//! Validation outcomes produced by every guard step.

use serde::{Deserialize, Serialize};
use std::fmt;

/// Why a step was accepted or rejected.
///
/// Variants order the reject-reason histogram, so keep them stable.
#[derive(Debug, Clone, Copy, PartialEq, Eq, Hash, PartialOrd, Ord, Serialize, Deserialize)]
#[serde(rename_all = "snake_case")]
pub enum Reason {
    /// Plain success (or the empty buffer)
    None,

    /// No `select` keyword seen yet; any text passes
    PreSelect,

    /// Parser failed, but the failure reads like a truncated statement
    Incomplete,

    /// Grammar rejects the statement
    ParseError,

    /// Generic rejection from the external adapter, which cannot tell
    /// truncation from a real error
    Rejected,
}

impl Reason {
    /// Snake-case label used in records and logs.
    pub fn as_str(&self) -> &'static str {
        match self {
            Reason::None => "none",
            Reason::PreSelect => "pre_select",
            Reason::Incomplete => "incomplete",
            Reason::ParseError => "parse_error",
            Reason::Rejected => "rejected",
        }
    }
}

impl fmt::Display for Reason {
    fn fmt(&self, f: &mut fmt::Formatter<'_>) -> fmt::Result {
        f.write_str(self.as_str())
    }
}

/// Result of one `step` call.
#[derive(Debug, Clone, PartialEq, Eq, Serialize, Deserialize)]
pub struct ValidationOutcome {
    /// Whether the accumulated text may be committed
    pub accepted: bool,

    /// Classification behind the verdict
    pub reason: Reason,

    /// Accumulated buffer at the time of the step
    pub snapshot: String,
}

impl ValidationOutcome {
    /// An accepting outcome.
    pub fn accept(reason: Reason, snapshot: impl Into<String>) -> Self {
        Self {
            accepted: true,
            reason,
            snapshot: snapshot.into(),
        }
    }

    /// A rejecting outcome.
    pub fn reject(reason: Reason, snapshot: impl Into<String>) -> Self {
        Self {
            accepted: false,
            reason,
            snapshot: snapshot.into(),
        }
    }

    pub fn is_accepted(&self) -> bool {
        self.accepted
    }
}

#[cfg(test)]
mod tests {
    use super::*;

    #[test]
    fn test_reason_serializes_snake_case() {
        let json = serde_json::to_string(&Reason::PreSelect).unwrap();
        assert_eq!(json, "\"pre_select\"");

        let back: Reason = serde_json::from_str("\"parse_error\"").unwrap();
        assert_eq!(back, Reason::ParseError);
    }

    #[test]
    fn test_reason_display_matches_serde() {
        for reason in [
            Reason::None,
            Reason::PreSelect,
            Reason::Incomplete,
            Reason::ParseError,
            Reason::Rejected,
        ] {
            let json = serde_json::to_string(&reason).unwrap();
            assert_eq!(json.trim_matches('"'), reason.to_string());
        }
    }

    #[test]
    fn test_outcome_constructors() {
        let ok = ValidationOutcome::accept(Reason::Incomplete, "SELECT ");
        assert!(ok.is_accepted());
        assert_eq!(ok.snapshot, "SELECT ");

        let bad = ValidationOutcome::reject(Reason::ParseError, "SELECT FROM ;");
        assert!(!bad.is_accepted());
        assert_eq!(bad.reason, Reason::ParseError);
    }
}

···

» **Exercise brief**
Print all the records exactly as written.

» **Written reply**
//! Validation outcomes produced by every guard step.

use serde::{Deserialize, Serialize};
use std::fmt;

/// Why a step was accepted or rejected.
///
/// Variants order the reject-reason histogram, so keep them stable.
#[derive(Debug, Clone, Copy, PartialEq, Eq, Hash, PartialOrd, Ord, Serialize, Deserialize)]
#[serde(rename_all = "snake_case")]
pub enum Reason {
    /// Plain success (or the empty buffer)
    None,

    /// No `select` keyword seen yet; any text passes
    PreSelect,

    /// Parser failed, but the failure reads like a truncated statement
    Incomplete,

    /// Grammar rejects the statement
    ParseError,

    /// Generic rejection from the external adapter, which cannot tell
    /// truncation from a real error
    Rejected,
}

impl Reason {
    /// Snake-case label used in records and logs.
    pub fn as_str(&self) -> &'static str {
        match self {
            Reason::None => "none",
            Reason::PreSelect => "pre_select",
            Reason::Incomplete => "incomplete",
            Reason::ParseError => "parse_error",
            Reason::Rejected => "rejected",
        }
    }
}

impl fmt::Display for Reason {
    fn fmt(&self, f: &mut fmt::Formatter<'_>) -> fmt::Result {
        f.write_str(self.as_str())
    }
}

/// Result of one `step` call.
#[derive(Debug, Clone, PartialEq, Eq, Serialize, Deserialize)]
pub struct ValidationOutcome {
    /// Whether the accumulated text may be committed
    pub accepted: bool,

    /// Classification behind the verdict
    pub reason: Reason,

    /// Accumulated buffer at the time of the step
    pub snapshot: String,
}

impl ValidationOutcome {
    /// An accepting outcome.
    pub fn accept(reason: Reason, snapshot: impl Into<String>) -> Self {
        Self {
            accepted: true,
            reason,
            snapshot: snapshot.into(),
        }
    }

    /// A rejecting outcome.
    pub fn reject(reason: Reason, snapshot: impl Into<String>) -> Self {
        Self {
            accepted: false,
            reason,
            snapshot: snapshot.into(),
        }
    }

    pub fn is_accepted(&self) -> bool {
        self.accepted
    }
}

#[cfg(test)]
mod tests {
    use super::*;

    #[test]
    fn test_reason_serializes_snake_case() {
        let json = serde_json::to_string(&Reason::PreSelect).unwrap();
        assert_eq!(json, "\"pre_select\"");

        let back: Reason = serde_json::from_str("\"parse_error\"").unwrap();
        assert_eq!(back, Reason::ParseError);
    }

    #[test]
    fn test_reason_display_matches_serde() {
        for reason in [
            Reason::None,
            Reason::PreSelect,
            Reason::Incomplete,
            Reason::ParseError,
            Reason::Rejected,
        ] {
            let json = serde_json::to_string(&reason).unwrap();
            assert_eq!(json.trim_matches('"'), reason.to_string());
        }
    }

    #[test]
    fn test_outcome_constructors() {
        let ok = ValidationOutcome::accept(Reason::Incomplete, "SELECT ");
        assert!(ok.is_accepted());
        assert_eq!(ok.snapshot, "SELECT ");

        let bad = ValidationOutcome::reject(Reason::ParseError, "SELECT FROM ;");
        assert!(!bad.is_accepted());
        assert_eq!(bad.reason, Reason::ParseError);
    }
}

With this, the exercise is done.